ナイジェリアの仮想通貨関係者たちは、バイナンスのナイラペアの取引停止が多くのナイジェリア人の生活に影響を与え、若者の失業率を増加させる可能性があるとして、懸念を表明している。

コインテレグラフの取材に答えた関係者たちは、バイナンスがナイラ関連サービスを停止したことで、新たな仮想通貨取引所が台頭し、バイナンスの撤退によって生じた空白を、現地規制に準拠することで埋めていくと述べた。

仮想通貨取引所の流動性プラットフォームであるフリンキャップのCEO、ナサニエル・ルズ氏は、バイナンスでピアツーピア取引を生計の手段としていたナイジェリアのトレーダーが多数影響を受けていると述べた。しかし、ルズ氏によると、一部のトレーダーはワッツアップやテレグラムで取引を続けているという。

フリンキャップのCMO、オラドトゥン・ウィルフレッド・アカンベ氏は、ナイジェリアにおける仮想通貨規制をめぐる不透明感が続くことと、バイナンスの取引停止が、仮想通貨業界における多くの人々の信頼を損なう可能性があると指摘した。
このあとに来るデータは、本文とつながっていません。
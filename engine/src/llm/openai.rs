use super::{
    parse_tool_calls, parsing::arguments_to_string, unwrap_response_json, AssistantMessage,
    LLMError, LLMProvider, Message, MessageRole, ToolCall, ToolDefinition,
};
use crate::config::LLMConfig;
use crate::retry::RetryPolicy;
use async_trait::async_trait;
use serde_json::{json, Value};
use tracing::debug;

/// Client for any OpenAI-compatible `/chat/completions` endpoint
/// (OpenAI itself, Ollama, vLLM, LM Studio, ...)
pub struct OpenAIProvider {
    config: LLMConfig,
    api_key: Option<String>,
    retry: RetryPolicy,
    client: reqwest::Client,
}

impl OpenAIProvider {
    /// Build a provider, reading the API key from the configured environment variable
    pub fn new(config: LLMConfig) -> Self {
        let api_key = config.api_key();
        Self::with_api_key(config, api_key)
    }

    pub fn with_api_key(config: LLMConfig, api_key: Option<String>) -> Self {
        let retry = RetryPolicy::new(config.max_retries, config.timeout());
        Self {
            config,
            api_key,
            retry,
            client: reqwest::Client::new(),
        }
    }

    /// Override the retry schedule
    pub fn with_retry_policy(mut self, retry: RetryPolicy) -> Self {
        self.retry = retry;
        self
    }

    /// Wall-clock bound on one [`LLMProvider::complete`] call, retries included
    pub fn deadline(&self) -> std::time::Duration {
        self.retry.deadline()
    }

    fn endpoint(&self) -> String {
        format!(
            "{}/chat/completions",
            self.config.base_url.trim_end_matches('/')
        )
    }

    fn build_payload(&self, messages: &[Message], tools: &[ToolDefinition]) -> Value {
        let api_messages: Vec<Value> = messages.iter().map(message_to_json).collect();

        let mut payload = json!({
            "model": self.config.model,
            "messages": api_messages,
            "temperature": self.config.temperature,
            "max_tokens": self.config.max_tokens,
        });

        if !tools.is_empty() {
            let api_tools: Vec<Value> = tools
                .iter()
                .map(|tool| {
                    json!({
                        "type": "function",
                        "function": {
                            "name": tool.name,
                            "description": tool.description,
                            "parameters": tool.parameters,
                        }
                    })
                })
                .collect();
            payload["tools"] = Value::Array(api_tools);
            payload["tool_choice"] = json!("auto");
        }

        payload
    }

    async fn send_once(&self, payload: &Value) -> super::Result<Value> {
        let mut request = self
            .client
            .post(self.endpoint())
            .header("Content-Type", "application/json")
            .json(payload);

        if let Some(key) = &self.api_key {
            request = request.header("Authorization", format!("Bearer {}", key));
        }

        let response = request.send().await.map_err(|e| {
            if e.is_timeout() {
                LLMError::Timeout
            } else {
                LLMError::NetworkError(e.to_string())
            }
        })?;

        if !response.status().is_success() {
            let status = response.status();
            let text = response.text().await.unwrap_or_default();

            return Err(match status.as_u16() {
                401 | 403 => LLMError::AuthenticationFailed(text),
                429 => LLMError::RateLimitExceeded,
                code if code >= 500 => {
                    LLMError::ProviderUnavailable(format!("HTTP {}: {}", code, text))
                }
                _ => LLMError::InvalidRequest(text),
            });
        }

        response
            .json()
            .await
            .map_err(|e| LLMError::ParseError(e.to_string()))
    }
}

#[async_trait]
impl LLMProvider for OpenAIProvider {
    fn name(&self) -> &str {
        "openai"
    }

    async fn complete(
        &self,
        messages: &[Message],
        tools: &[ToolDefinition],
    ) -> super::Result<AssistantMessage> {
        let payload = self.build_payload(messages, tools);
        debug!(
            "Sending {} messages and {} tools to {}",
            messages.len(),
            tools.len(),
            self.config.model
        );

        let data = self
            .retry
            .run("completion request", || self.send_once(&payload))
            .await?;

        parse_completion(&data)
    }
}

fn message_to_json(msg: &Message) -> Value {
    let mut value = json!({
        "role": msg.role.to_string(),
        "content": msg.content,
    });

    if msg.role == MessageRole::Assistant && !msg.tool_calls.is_empty() {
        let calls: Vec<Value> = msg
            .tool_calls
            .iter()
            .map(|call| {
                json!({
                    "id": call.id,
                    "type": "function",
                    "function": {
                        "name": call.name,
                        "arguments": call.arguments,
                    }
                })
            })
            .collect();
        value["tool_calls"] = Value::Array(calls);
    }

    if let Some(id) = &msg.tool_call_id {
        value["tool_call_id"] = json!(id);
    }

    value
}

/// Turn a `/chat/completions` response body into an [`AssistantMessage`]
pub(crate) fn parse_completion(data: &Value) -> super::Result<AssistantMessage> {
    let choice = data
        .get("choices")
        .and_then(|c| c.as_array())
        .and_then(|c| c.first())
        .ok_or_else(|| LLMError::ParseError("No choices in response".to_string()))?;

    let message = choice
        .get("message")
        .ok_or_else(|| LLMError::ParseError("No message in choice".to_string()))?;

    let content = message
        .get("content")
        .and_then(Value::as_str)
        .map(str::to_string);

    let reasoning = message
        .get("reasoning_content")
        .or_else(|| message.get("reasoning"))
        .and_then(Value::as_str)
        .map(str::trim)
        .filter(|r| !r.is_empty())
        .map(str::to_string);

    let mut tool_calls = Vec::new();
    if let Some(native) = message.get("tool_calls").and_then(Value::as_array) {
        for call in native {
            let function = call
                .get("function")
                .ok_or_else(|| LLMError::ParseError("Tool call without function".to_string()))?;
            let name = function
                .get("name")
                .and_then(Value::as_str)
                .ok_or_else(|| LLMError::ParseError("Tool call without name".to_string()))?;
            let arguments = function
                .get("arguments")
                .map(arguments_to_string)
                .unwrap_or_else(|| "{}".to_string());

            let tool_call = match call.get("id").and_then(Value::as_str) {
                Some(id) if !id.is_empty() => ToolCall::new(id, name, arguments),
                _ => ToolCall::generated(name, arguments),
            };
            tool_calls.push(tool_call);
        }
    }

    // Fall back to calls written into the content body
    if tool_calls.is_empty() {
        if let Some(text) = &content {
            let embedded = parse_tool_calls(text);
            if !embedded.is_empty() {
                debug!("Recovered {} tool call(s) from content", embedded.len());
                return Ok(AssistantMessage {
                    content: None,
                    tool_calls: embedded,
                    reasoning,
                });
            }
        }
    }

    let content = content.map(|text| unwrap_response_json(&text).unwrap_or(text));

    Ok(AssistantMessage {
        content,
        tool_calls,
        reasoning,
    })
}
さらに、ナイジェリアの仮想通貨業界に大きな恐怖、不確実性、疑念を生み出す可能性があると付け加えた。

バイナンスは公式サイトで声明を発表し、3月8日午前8時(UTC時間)からナイラの残高を自動的にテザー(USDT)に変換し、3月5日午後2時からナイラの入金を停止すると発表している。

出金は3月8日午前6時からすでに停止されており、換算レートは1USDTあたり1,515.13ナイラとなっている。バイナンスのピアツーピアプラットフォームは2月下旬に、すべてのナイラ取引ペアを上場廃止した。

2月27日、ナイジェリア中央銀行の総裁は、ナイジェリアの仮想通貨取引所が不正取引に関与している疑いがあると主張し、バイナンスにおける資金の「疑わしい流れ」を指摘した。

ナイジェリアにおけるバイナンスの不正取引疑惑が強まる中、ナイジェリア下院金融犯罪委員会は、バイナンスのCEOであるリチャード・テン氏を3月4日までに委員会に召喚した。

2023年、ナイジェリア証券取引委員会は、バイナンスナイジェリアは同委員会に登録されておらず、規制を受けていないと声明を発表し、ナイジェリアでの運営は違法であると断定した。2023年12月、ナイジェリア中央銀行は仮想通貨資産に対する立場を逆転させ、銀行に対し、過去の仮想通貨取引禁止を無視するように指示した。